(Collected data entries)
◇ ◇ ◇ ◇ ◇

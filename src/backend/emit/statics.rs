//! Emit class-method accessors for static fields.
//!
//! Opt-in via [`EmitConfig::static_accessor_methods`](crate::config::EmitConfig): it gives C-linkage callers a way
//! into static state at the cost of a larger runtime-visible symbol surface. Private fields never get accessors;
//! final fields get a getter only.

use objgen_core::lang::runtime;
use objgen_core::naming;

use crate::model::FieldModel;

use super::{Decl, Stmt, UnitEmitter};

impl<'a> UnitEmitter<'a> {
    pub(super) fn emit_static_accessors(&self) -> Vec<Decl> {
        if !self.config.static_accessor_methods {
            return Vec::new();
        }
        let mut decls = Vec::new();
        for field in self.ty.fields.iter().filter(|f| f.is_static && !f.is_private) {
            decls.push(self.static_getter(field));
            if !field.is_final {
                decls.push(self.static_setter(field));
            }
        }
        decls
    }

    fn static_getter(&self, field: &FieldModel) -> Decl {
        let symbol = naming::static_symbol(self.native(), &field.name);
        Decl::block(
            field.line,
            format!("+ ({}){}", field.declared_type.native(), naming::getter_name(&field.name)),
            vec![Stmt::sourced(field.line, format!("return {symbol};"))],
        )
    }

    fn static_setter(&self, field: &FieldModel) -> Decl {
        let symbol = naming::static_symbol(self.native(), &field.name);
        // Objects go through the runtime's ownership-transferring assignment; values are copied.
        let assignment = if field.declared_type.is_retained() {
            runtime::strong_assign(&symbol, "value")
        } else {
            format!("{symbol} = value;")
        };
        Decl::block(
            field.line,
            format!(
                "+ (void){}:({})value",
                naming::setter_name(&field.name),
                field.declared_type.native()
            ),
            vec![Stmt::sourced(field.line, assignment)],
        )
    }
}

◇ ◇ ◇ ◇ ◇

There is a line above that contains "let mut decls = Vec::new();". Copy it and all later lines through the last, exactly, and leave out the rest.

        let mut decls = Vec::new();
        for field in self.ty.fields.iter().filter(|f| f.is_static && !f.is_private) {
            decls.push(self.static_getter(field));
            if !field.is_final {
                decls.push(self.static_setter(field));
            }
        }
        decls
    }

    fn static_getter(&self, field: &FieldModel) -> Decl {
        let symbol = naming::static_symbol(self.native(), &field.name);
        Decl::block(
            field.line,
            format!("+ ({}){}", field.declared_type.native(), naming::getter_name(&field.name)),
            vec![Stmt::sourced(field.line, format!("return {symbol};"))],
        )
    }

    fn static_setter(&self, field: &FieldModel) -> Decl {
        let symbol = naming::static_symbol(self.native(), &field.name);
        // Objects go through the runtime's ownership-transferring assignment; values are copied.
        let assignment = if field.declared_type.is_retained() {
            runtime::strong_assign(&symbol, "value")
        } else {
            format!("{symbol} = value;")
        };
        Decl::block(
            field.line,
            format!(
                "+ (void){}:({})value",
                naming::setter_name(&field.name),
                field.declared_type.native()
            ),
            vec![Stmt::sourced(field.line, assignment)],
        )
    }
}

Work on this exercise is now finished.